Activity: Exactly the lines from the start of the data below through the line containing "Wrap a predicate" must be returned, and no others.

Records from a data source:
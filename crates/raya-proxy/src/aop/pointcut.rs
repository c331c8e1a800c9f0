//! Pointcuts: opaque predicates selecting methods to intercept

use std::fmt;

use crate::model::{Class, MethodInfo};

/// Method selection predicate
///
/// `matches_class` is a cheap class filter checked before any method is
/// tested; the default accepts every class.
pub trait Pointcut: Send + Sync {
    /// Whether `method`, seen on `class`, should be intercepted
    fn matches(&self, method: &MethodInfo, class: &Class) -> bool;

    /// Whether methods of `class` are candidates at all
    fn matches_class(&self, _class: &Class) -> bool {
        true
    }
}

/// Matches methods by name
#[derive(Debug, Clone)]
pub struct MethodNamePointcut {
    names: Vec<String>,
}

impl MethodNamePointcut {
    /// Match a single method name
    pub fn new(name: impl Into<String>) -> Self {
        Self {
            names: vec![name.into()],
        }
    }

    /// Match any of the given names
    pub fn any_of<I, S>(names: I) -> Self
    where
        I: IntoIterator<Item = S>,
        S: Into<String>,
    {
        Self {
            names: names.into_iter().map(Into::into).collect(),
        }
    }
}

impl Pointcut for MethodNamePointcut {
    fn matches(&self, method: &MethodInfo, _class: &Class) -> bool {
        self.names.iter().any(|n| *n == method.name)
    }
}

/// Matches methods carrying a decorator
#[derive(Debug, Clone)]
pub struct DecoratorPointcut {
    decorator: String,
}

impl DecoratorPointcut {
    /// Match methods decorated with `decorator`
    pub fn new(decorator: impl Into<String>) -> Self {
        Self {
            decorator: decorator.into(),
        }
    }
}

impl Pointcut for DecoratorPointcut {
    fn matches(&self, method: &MethodInfo, _class: &Class) -> bool {
        method.has_decorator(&self.decorator)
    }
}

/// Pointcut backed by a closure
pub struct FnPointcut<F>(F);

impl<F> FnPointcut<F>
where
    F: Fn(&MethodInfo, &Class) -> bool + Send + Sync,
{
    /// Wrap a predicate
    pub fn new(predicate: F) -> Self {
        Self(predicate)
    }
}

impl<F> Pointcut for FnPointcut<F>
where
    F: Fn(&MethodInfo, &Class) -> bool + Send + Sync,
{
    fn matches(&self, method: &MethodInfo, class: &Class) -> bool {
        (self.0)(method, class)
    }
}

impl<F> fmt::Debug for FnPointcut<F> {
    fn fmt(&self, f: &mut fmt::Formatter<'_>) -> fmt::Result {
        f.write_str("FnPointcut")
    }
}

Answer to this task:
filename crates/raya-proxy/src/aop/pointcut.rs
repository c331c8e1a800c9f0
//! Pointcuts: opaque predicates selecting methods to intercept

use std::fmt;

use crate::model::{Class, MethodInfo};

/// Method selection predicate
///
/// `matches_class` is a cheap class filter checked before any method is
/// tested; the default accepts every class.
pub trait Pointcut: Send + Sync {
    /// Whether `method`, seen on `class`, should be intercepted
    fn matches(&self, method: &MethodInfo, class: &Class) -> bool;

    /// Whether methods of `class` are candidates at all
    fn matches_class(&self, _class: &Class) -> bool {
        true
    }
}

/// Matches methods by name
#[derive(Debug, Clone)]
pub struct MethodNamePointcut {
    names: Vec<String>,
}

impl MethodNamePointcut {
    /// Match a single method name
    pub fn new(name: impl Into<String>) -> Self {
        Self {
            names: vec![name.into()],
        }
    }

    /// Match any of the given names
    pub fn any_of<I, S>(names: I) -> Self
    where
        I: IntoIterator<Item = S>,
        S: Into<String>,
    {
        Self {
            names: names.into_iter().map(Into::into).collect(),
        }
    }
}

impl Pointcut for MethodNamePointcut {
    fn matches(&self, method: &MethodInfo, _class: &Class) -> bool {
        self.names.iter().any(|n| *n == method.name)
    }
}

/// Matches methods carrying a decorator
#[derive(Debug, Clone)]
pub struct DecoratorPointcut {
    decorator: String,
}

impl DecoratorPointcut {
    /// Match methods decorated with `decorator`
    pub fn new(decorator: impl Into<String>) -> Self {
        Self {
            decorator: decorator.into(),
        }
    }
}

impl Pointcut for DecoratorPointcut {
    fn matches(&self, method: &MethodInfo, _class: &Class) -> bool {
        method.has_decorator(&self.decorator)
    }
}

/// Pointcut backed by a closure
pub struct FnPointcut<F>(F);

impl<F> FnPointcut<F>
where
    F: Fn(&MethodInfo, &Class) -> bool + Send + Sync,
{
    /// Wrap a predicate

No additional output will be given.